Work required —
Please retype the line that contains "if let Some(expected) = dimension" and all lines that follow it to the end of the entries below, exactly as they stand, with nothing added.

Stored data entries
---

use std::collections::HashSet;

use serde::{Deserialize, Serialize};

use crate::clustering::domain::identity::{Identity, IdentityId, IdentitySnapshot};
use crate::clustering::domain::identity_error::IdentityError;
use crate::clustering::domain::identity_links::IdentityLinks;
use crate::shared::analysis_config::AnalysisConfig;
use crate::shared::bounding_box::FrameSize;
use crate::shared::constants::SESSION_SNAPSHOT_VERSION;
use crate::shared::detection::Detection;

/// Result of assigning one detection.
#[derive(Clone, Copy, Debug, PartialEq)]
pub struct Assignment {
    pub identity_id: IdentityId,
    /// True when the detection opened a new identity.
    pub created: bool,
    /// Distance to the nearest centroid at assignment time, if any
    /// identity existed.
    pub nearest_distance: Option<f64>,
}

/// Owns the live identity set for one analysis run.
///
/// Detections are matched to the nearest centroid; a match closer than
/// `match_threshold` joins that identity, anything else opens a new one.
/// Each assignment is complete and self-consistent, so a session stopped
/// between two calls holds valid identities.
#[derive(Clone, Debug)]
pub struct ClusteringSession {
    pub(super) match_threshold: f64,
    /// Live identities in creation (ascending id) order.
    pub(super) identities: Vec<Identity>,
    pub(super) next_id: IdentityId,
    pub(super) dimension: Option<usize>,
    pub(super) last_timestamp: Option<f64>,
    pub(super) frame_size: Option<FrameSize>,
}

/// Serializable state of a session, for save/restore between editing
/// sessions.
#[derive(Clone, Debug, PartialEq, Serialize, Deserialize)]
pub struct SessionSnapshot {
    pub version: u32,
    pub match_threshold: f64,
    #[serde(default)]
    pub frame_size: Option<FrameSize>,
    pub next_id: IdentityId,
    pub identities: Vec<IdentitySnapshot>,
}

impl ClusteringSession {
    pub fn new(match_threshold: f64) -> Self {
        Self {
            match_threshold,
            identities: Vec::new(),
            next_id: 1,
            dimension: None,
            last_timestamp: None,
            frame_size: None,
        }
    }

    pub fn from_config(config: &AnalysisConfig) -> Self {
        Self::new(config.match_threshold)
    }

    /// Assigns one detection to its nearest identity or opens a new one.
    ///
    /// Detections must arrive in non-decreasing timestamp order and share
    /// the descriptor dimension of the first detection. Rejected
    /// detections leave the session untouched.
    pub fn assign(&mut self, detection: Detection) -> Result<Assignment, IdentityError> {
        self.validate(&detection)?;

        let nearest = self.nearest(&detection.descriptor);
        self.dimension = Some(detection.descriptor.len());
        self.last_timestamp = Some(detection.timestamp);

        match nearest {
            Some((idx, distance)) if distance < self.match_threshold => {
                let identity = &mut self.identities[idx];
                identity.push(detection);
                log::debug!(
                    "Assigned detection to {} (distance {distance:.3}, {} detections)",
                    identity.label(),
                    identity.detection_count()
                );
                Ok(Assignment {
                    identity_id: identity.id(),
                    created: false,
                    nearest_distance: Some(distance),
                })
            }
            _ => {
                let id = self.next_id;
                self.next_id += 1;
                let identity = Identity::new(id, detection);
                log::debug!(
                    "Created {} (nearest distance {:?})",
                    identity.label(),
                    nearest.map(|(_, d)| d)
                );
                self.identities.push(identity);
                Ok(Assignment {
                    identity_id: id,
                    created: true,
                    nearest_distance: nearest.map(|(_, d)| d),
                })
            }
        }
    }

    /// Batch mode: sorts into canonical detection order and assigns in one
    /// pass, so faces sharing a frame are assigned the same way whatever
    /// order they arrived in.
    ///
    /// Returns one result per input detection, in assignment order; a
    /// rejected detection does not stop the rest of the batch.
    pub fn assign_batch(
        &mut self,
        mut detections: Vec<Detection>,
    ) -> Vec<Result<Assignment, IdentityError>> {
        detections.sort_by(Detection::canonical_cmp);
        detections.into_iter().map(|d| self.assign(d)).collect()
    }

    fn validate(&self, detection: &Detection) -> Result<(), IdentityError> {
        let descriptor = &detection.descriptor;
        if descriptor.is_empty() {
            return Err(IdentityError::EmptyDescriptor);
        }
        if let Some(expected) = self.dimension {
            if descriptor.len() != expected {
                return Err(IdentityError::DimensionMismatch {
                    expected,
                    actual: descriptor.len(),
                });
            }
        }
        if descriptor.iter().any(|x| !x.is_finite()) {
            return Err(IdentityError::NonFiniteDescriptor);
        }
        if !detection.timestamp.is_finite() {
            return Err(IdentityError::InvalidTimestamp(detection.timestamp));
        }
        if let Some(previous) = self.last_timestamp {
            if detection.timestamp < previous {
                return Err(IdentityError::OutOfOrder {
                    previous,
                    timestamp: detection.timestamp,
                });
            }
        }
        Ok(())
    }

    /// Index and distance of the closest centroid; ties keep the lowest id.
    fn nearest(&self, descriptor: &[f32]) -> Option<(usize, f64)> {
        self.identities
            .iter()
            .enumerate()
            .map(|(idx, identity)| (idx, identity.centroid().distance_to(descriptor)))
            .fold(None, |best, (idx, distance)| match best {
                Some((_, best_distance)) if best_distance <= distance => best,
                _ => Some((idx, distance)),
            })
    }

    pub fn identity(&self, id: IdentityId) -> Option<&Identity> {
        self.identities.iter().find(|i| i.id() == id)
    }

    pub fn identities(&self) -> &[Identity] {
        &self.identities
    }

    pub fn len(&self) -> usize {
        self.identities.len()
    }

    pub fn is_empty(&self) -> bool {
        self.identities.is_empty()
    }

    pub fn detection_count(&self) -> usize {
        self.identities.iter().map(Identity::detection_count).sum()
    }

    pub fn match_threshold(&self) -> f64 {
        self.match_threshold
    }

    pub fn frame_size(&self) -> Option<FrameSize> {
        self.frame_size
    }

    pub fn set_frame_size(&mut self, frame_size: FrameSize) {
        self.frame_size = Some(frame_size);
    }

    /// Replaces an identity's display label.
    pub fn relabel(
        &mut self,
        id: IdentityId,
        label: impl Into<String>,
    ) -> Result<(), IdentityError> {
        let identity = self
            .identities
            .iter_mut()
            .find(|i| i.id() == id)
            .ok_or(IdentityError::UnknownIdentity(id))?;
        identity.set_label(label.into());
        Ok(())
    }

    /// Groups of live identities whose centroids lie within `threshold` of
    /// each other (transitively). Singletons are omitted.
    ///
    /// Offered to the user as merge suggestions; nothing is merged here.
    pub fn merge_candidates(&self, threshold: f64) -> Vec<Vec<IdentityId>> {
        let mut links = IdentityLinks::new(self.identities.iter().map(Identity::id));
        for (i, a) in self.identities.iter().enumerate() {
            for b in &self.identities[i + 1..] {
                if a.centroid().distance_to_centroid(b.centroid()) < threshold {
                    links.link(a.id(), b.id());
                }
            }
        }
        links.groups()
    }

    pub fn snapshot(&self) -> SessionSnapshot {
        SessionSnapshot {
            version: SESSION_SNAPSHOT_VERSION,
            match_threshold: self.match_threshold,
            frame_size: self.frame_size,
            next_id: self.next_id,
            identities: self.identities.iter().map(Identity::snapshot).collect(),
        }
    }

    /// Rebuilds a session from a snapshot; centroids are recomputed.
    pub fn restore(snapshot: SessionSnapshot) -> Result<Self, IdentityError> {
        if !(snapshot.match_threshold.is_finite() && snapshot.match_threshold > 0.0) {
            return Err(IdentityError::InvalidThreshold(snapshot.match_threshold));
        }
        let mut seen: HashSet<IdentityId> = HashSet::new();
        let mut identities = Vec::with_capacity(snapshot.identities.len());
        for identity_snapshot in snapshot.identities {
            if !seen.insert(identity_snapshot.id) {
                return Err(IdentityError::DuplicateIdentity(identity_snapshot.id));
            }
            identities.push(Identity::restore(identity_snapshot)?);
        }
        identities.sort_by_key(Identity::id);

        let dimension = identities.first().map(|i| i.centroid().dimension());
        if let Some(expected) = dimension {
            if let Some(bad) = identities
                .iter()
                .find(|i| i.centroid().dimension() != expected)
            {
                return Err(IdentityError::DimensionMismatch {
                    expected,
                    actual: bad.centroid().dimension(),
                });
            }
        }

        let last_timestamp = identities
            .iter()
            .filter_map(|i| i.detections().last().map(|d| d.timestamp))
            .max_by(f64::total_cmp);
        let next_id = identities
            .iter()
            .map(|i| i.id() + 1)
            .max()
            .unwrap_or(1)
            .max(snapshot.next_id);

        Ok(Self {
            match_threshold: snapshot.match_threshold,
            identities,
            next_id,
            dimension,
            last_timestamp,
            frame_size: snapshot.frame_size,
        })
    }
}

---

Reply to the exercise —
        if let Some(expected) = dimension {
            if let Some(bad) = identities
                .iter()
                .find(|i| i.centroid().dimension() != expected)
            {
                return Err(IdentityError::DimensionMismatch {
                    expected,
                    actual: bad.centroid().dimension(),
                });
            }
        }

        let last_timestamp = identities
            .iter()
            .filter_map(|i| i.detections().last().map(|d| d.timestamp))
            .max_by(f64::total_cmp);
        let next_id = identities
            .iter()
            .map(|i| i.id() + 1)
            .max()
            .unwrap_or(1)
            .max(snapshot.next_id);

        Ok(Self {
            match_threshold: snapshot.match_threshold,
            identities,
            next_id,
            dimension,
            last_timestamp,
            frame_size: snapshot.frame_size,
        })
    }
}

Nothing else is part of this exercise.